**Task inputs:**
^^^^

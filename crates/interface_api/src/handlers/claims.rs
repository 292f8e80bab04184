//! Claims handlers

use axum::{
    extract::{Multipart, Path, State},
    http::StatusCode,
    Extension, Json,
};
use validator::Validate;

use core_kernel::{ClaimId, Currency, Money};
use domain_claims::{ClaimDraft, DocumentUpload, Principal};

use crate::dto::claims::{ClaimResponse, SubmitClaimFields};
use crate::error::ApiError;
use crate::AppState;

/// Submits a new claim with its supporting document
///
/// Expects multipart form data: text fields `lecturer_name`, `hours_worked`,
/// `hourly_rate` plus optional `currency` and `notes`, and a `document`
/// file part.
pub async fn submit_claim(
    State(state): State<AppState>,
    Extension(principal): Extension<Principal>,
    mut multipart: Multipart,
) -> Result<(StatusCode, Json<ClaimResponse>), ApiError> {
    let mut fields = SubmitClaimFields::default();
    let mut upload: Option<DocumentUpload> = None;

    while let Some(part) = multipart
        .next_field()
        .await
        .map_err(|e| ApiError::BadRequest(format!("Malformed multipart body: {}", e)))?
    {
        let name = part.name().unwrap_or_default().to_string();
        match name.as_str() {
            "document" => {
                let file_name = part.file_name().unwrap_or_default().to_string();
                let bytes = part
                    .bytes()
                    .await
                    .map_err(|e| ApiError::BadRequest(format!("Unreadable document part: {}", e)))?;
                upload = Some(DocumentUpload::new(file_name, bytes.to_vec()));
            }
            "lecturer_name" => fields.lecturer_name = text(part, "lecturer_name").await?,
            "hours_worked" => {
                fields.hours_worked = Some(parse_decimal(&text(part, "hours_worked").await?, "hours_worked")?)
            }
            "hourly_rate" => {
                fields.hourly_rate = Some(parse_decimal(&text(part, "hourly_rate").await?, "hourly_rate")?)
            }
            "currency" => fields.currency = Some(text(part, "currency").await?),
            "notes" => fields.notes = Some(text(part, "notes").await?),
            // Unknown parts are ignored
            _ => {}
        }
    }

    fields
        .validate()
        .map_err(|e| ApiError::Validation(e.to_string()))?;

    let hours = fields
        .hours_worked
        .ok_or_else(|| ApiError::BadRequest("Missing field 'hours_worked'".to_string()))?;
    let rate = fields
        .hourly_rate
        .ok_or_else(|| ApiError::BadRequest("Missing field 'hourly_rate'".to_string()))?;
    if hours <= rust_decimal::Decimal::ZERO {
        return Err(ApiError::Validation("Hours worked must be positive".to_string()));
    }
    if rate <= rust_decimal::Decimal::ZERO {
        return Err(ApiError::Validation("Hourly rate must be positive".to_string()));
    }

    let currency = match fields.currency.as_deref() {
        None | Some("") => Currency::ZAR,
        Some(code) => code
            .parse()
            .map_err(|_| ApiError::Validation(format!("Unknown currency '{}'", code)))?,
    };

    let upload = upload
        .ok_or_else(|| ApiError::BadRequest("Missing 'document' file part".to_string()))?;

    let draft = ClaimDraft {
        lecturer_name: fields.lecturer_name,
        hours_worked: hours,
        hourly_rate: Money::new(rate, currency),
        notes: fields.notes,
    };

    let claim = state.service.submit(&principal, draft, upload).await?;
    Ok((StatusCode::CREATED, Json(claim.into())))
}

/// Lists pending claims for the review queue
pub async fn list_pending(
    State(state): State<AppState>,
    Extension(principal): Extension<Principal>,
) -> Result<Json<Vec<ClaimResponse>>, ApiError> {
    let claims = state.service.list_pending(&principal).await?;
    Ok(Json(claims.into_iter().map(Into::into).collect()))
}

/// Lists the caller's own claims
pub async fn list_mine(
    State(state): State<AppState>,
    Extension(principal): Extension<Principal>,
) -> Result<Json<Vec<ClaimResponse>>, ApiError> {
    let claims = state.service.list_own(&principal).await?;
    Ok(Json(claims.into_iter().map(Into::into).collect()))
}

/// Lists every claim
pub async fn list_all(
    State(state): State<AppState>,
    Extension(principal): Extension<Principal>,
) -> Result<Json<Vec<ClaimResponse>>, ApiError> {
    let claims = state.service.list_all(&principal).await?;
    Ok(Json(claims.into_iter().map(Into::into).collect()))
}

/// Approves a claim
pub async fn approve_claim(
    State(state): State<AppState>,
    Extension(principal): Extension<Principal>,
    Path(id): Path<String>,
) -> Result<Json<ClaimResponse>, ApiError> {
    let id = parse_claim_id(&id)?;
    let claim = state.service.approve(&principal, id).await?;
    Ok(Json(claim.into()))
}

/// Rejects a claim
pub async fn reject_claim(
    State(state): State<AppState>,
    Extension(principal): Extension<Principal>,
    Path(id): Path<String>,
) -> Result<Json<ClaimResponse>, ApiError> {
    let id = parse_claim_id(&id)?;
    let claim = state.service.reject(&principal, id).await?;
    Ok(Json(claim.into()))
}

/// Deletes a claim
pub async fn delete_claim(
    State(state): State<AppState>,
    Extension(principal): Extension<Principal>,
    Path(id): Path<String>,
) -> Result<StatusCode, ApiError> {
    let id = parse_claim_id(&id)?;
    state.service.delete(&principal, id).await?;
    Ok(StatusCode::NO_CONTENT)
}

fn parse_claim_id(raw: &str) -> Result<ClaimId, ApiError> {
    raw.parse()
        .map_err(|_| ApiError::BadRequest(format!("Invalid claim id '{}'", raw)))
}

fn parse_decimal(raw: &str, field: &str) -> Result<rust_decimal::Decimal, ApiError> {
    raw.trim()
        .parse()
        .map_err(|_| ApiError::Validation(format!("Field '{}' is not a valid number", field)))
}

async fn text(part: axum::extract::multipart::Field<'_>, name: &str) -> Result<String, ApiError> {
    part.text()
        .await
        .map_err(|e| ApiError::BadRequest(format!("Unreadable field '{}': {}", name, e)))
}
//! Request handlers

pub mod claims;
pub mod health;
pub mod reports;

^^^^

Copy all the entries exactly.

**Answer to the problem:**
filename crates/interface_api/src/handlers/claims.rs
repository 292f8e80bab04184
//! Claims handlers

use axum::{
    extract::{Multipart, Path, State},
    http::StatusCode,
    Extension, Json,
};
use validator::Validate;

use core_kernel::{ClaimId, Currency, Money};
use domain_claims::{ClaimDraft, DocumentUpload, Principal};

use crate::dto::claims::{ClaimResponse, SubmitClaimFields};
use crate::error::ApiError;
use crate::AppState;

/// Submits a new claim with its supporting document
///
/// Expects multipart form data: text fields `lecturer_name`, `hours_worked`,
/// `hourly_rate` plus optional `currency` and `notes`, and a `document`
/// file part.
pub async fn submit_claim(
    State(state): State<AppState>,
    Extension(principal): Extension<Principal>,
    mut multipart: Multipart,
) -> Result<(StatusCode, Json<ClaimResponse>), ApiError> {
    let mut fields = SubmitClaimFields::default();
    let mut upload: Option<DocumentUpload> = None;

    while let Some(part) = multipart
        .next_field()
        .await
        .map_err(|e| ApiError::BadRequest(format!("Malformed multipart body: {}", e)))?
    {
        let name = part.name().unwrap_or_default().to_string();
        match name.as_str() {
            "document" => {
                let file_name = part.file_name().unwrap_or_default().to_string();
                let bytes = part
                    .bytes()
                    .await
                    .map_err(|e| ApiError::BadRequest(format!("Unreadable document part: {}", e)))?;
                upload = Some(DocumentUpload::new(file_name, bytes.to_vec()));
            }
            "lecturer_name" => fields.lecturer_name = text(part, "lecturer_name").await?,
            "hours_worked" => {
                fields.hours_worked = Some(parse_decimal(&text(part, "hours_worked").await?, "hours_worked")?)
            }
            "hourly_rate" => {
                fields.hourly_rate = Some(parse_decimal(&text(part, "hourly_rate").await?, "hourly_rate")?)
            }
            "currency" => fields.currency = Some(text(part, "currency").await?),
            "notes" => fields.notes = Some(text(part, "notes").await?),
            // Unknown parts are ignored
            _ => {}
        }
    }

    fields
        .validate()
        .map_err(|e| ApiError::Validation(e.to_string()))?;

    let hours = fields
        .hours_worked
        .ok_or_else(|| ApiError::BadRequest("Missing field 'hours_worked'".to_string()))?;
    let rate = fields
        .hourly_rate
        .ok_or_else(|| ApiError::BadRequest("Missing field 'hourly_rate'".to_string()))?;
    if hours <= rust_decimal::Decimal::ZERO {
        return Err(ApiError::Validation("Hours worked must be positive".to_string()));
    }
    if rate <= rust_decimal::Decimal::ZERO {
        return Err(ApiError::Validation("Hourly rate must be positive".to_string()));
    }

    let currency = match fields.currency.as_deref() {
        None | Some("") => Currency::ZAR,
        Some(code) => code
            .parse()
            .map_err(|_| ApiError::Validation(format!("Unknown currency '{}'", code)))?,
    };

    let upload = upload
        .ok_or_else(|| ApiError::BadRequest("Missing 'document' file part".to_string()))?;

    let draft = ClaimDraft {
        lecturer_name: fields.lecturer_name,
        hours_worked: hours,
        hourly_rate: Money::new(rate, currency),
        notes: fields.notes,
    };

    let claim = state.service.submit(&principal, draft, upload).await?;
    Ok((StatusCode::CREATED, Json(claim.into())))
}

/// Lists pending claims for the review queue
pub async fn list_pending(
    State(state): State<AppState>,
    Extension(principal): Extension<Principal>,
) -> Result<Json<Vec<ClaimResponse>>, ApiError> {
    let claims = state.service.list_pending(&principal).await?;
    Ok(Json(claims.into_iter().map(Into::into).collect()))
}

/// Lists the caller's own claims
pub async fn list_mine(
    State(state): State<AppState>,
    Extension(principal): Extension<Principal>,
) -> Result<Json<Vec<ClaimResponse>>, ApiError> {
    let claims = state.service.list_own(&principal).await?;
    Ok(Json(claims.into_iter().map(Into::into).collect()))
}

/// Lists every claim
pub async fn list_all(
    State(state): State<AppState>,
    Extension(principal): Extension<Principal>,
) -> Result<Json<Vec<ClaimResponse>>, ApiError> {
    let claims = state.service.list_all(&principal).await?;
    Ok(Json(claims.into_iter().map(Into::into).collect()))
}

/// Approves a claim
pub async fn approve_claim(
    State(state): State<AppState>,
    Extension(principal): Extension<Principal>,
    Path(id): Path<String>,
) -> Result<Json<ClaimResponse>, ApiError> {
    let id = parse_claim_id(&id)?;
    let claim = state.service.approve(&principal, id).await?;
    Ok(Json(claim.into()))
}

/// Rejects a claim
pub async fn reject_claim(
    State(state): State<AppState>,
    Extension(principal): Extension<Principal>,
    Path(id): Path<String>,
) -> Result<Json<ClaimResponse>, ApiError> {
    let id = parse_claim_id(&id)?;
    let claim = state.service.reject(&principal, id).await?;
    Ok(Json(claim.into()))
}

/// Deletes a claim
pub async fn delete_claim(
    State(state): State<AppState>,
    Extension(principal): Extension<Principal>,
    Path(id): Path<String>,
) -> Result<StatusCode, ApiError> {
    let id = parse_claim_id(&id)?;
    state.service.delete(&principal, id).await?;
    Ok(StatusCode::NO_CONTENT)
}

fn parse_claim_id(raw: &str) -> Result<ClaimId, ApiError> {
    raw.parse()
        .map_err(|_| ApiError::BadRequest(format!("Invalid claim id '{}'", raw)))
}

fn parse_decimal(raw: &str, field: &str) -> Result<rust_decimal::Decimal, ApiError> {
    raw.trim()
        .parse()
        .map_err(|_| ApiError::Validation(format!("Field '{}' is not a valid number", field)))
}

async fn text(part: axum::extract::multipart::Field<'_>, name: &str) -> Result<String, ApiError> {
    part.text()
        .await
        .map_err(|e| ApiError::BadRequest(format!("Unreadable field '{}': {}", name, e)))
}
//! Request handlers

pub mod claims;
pub mod health;
pub mod reports;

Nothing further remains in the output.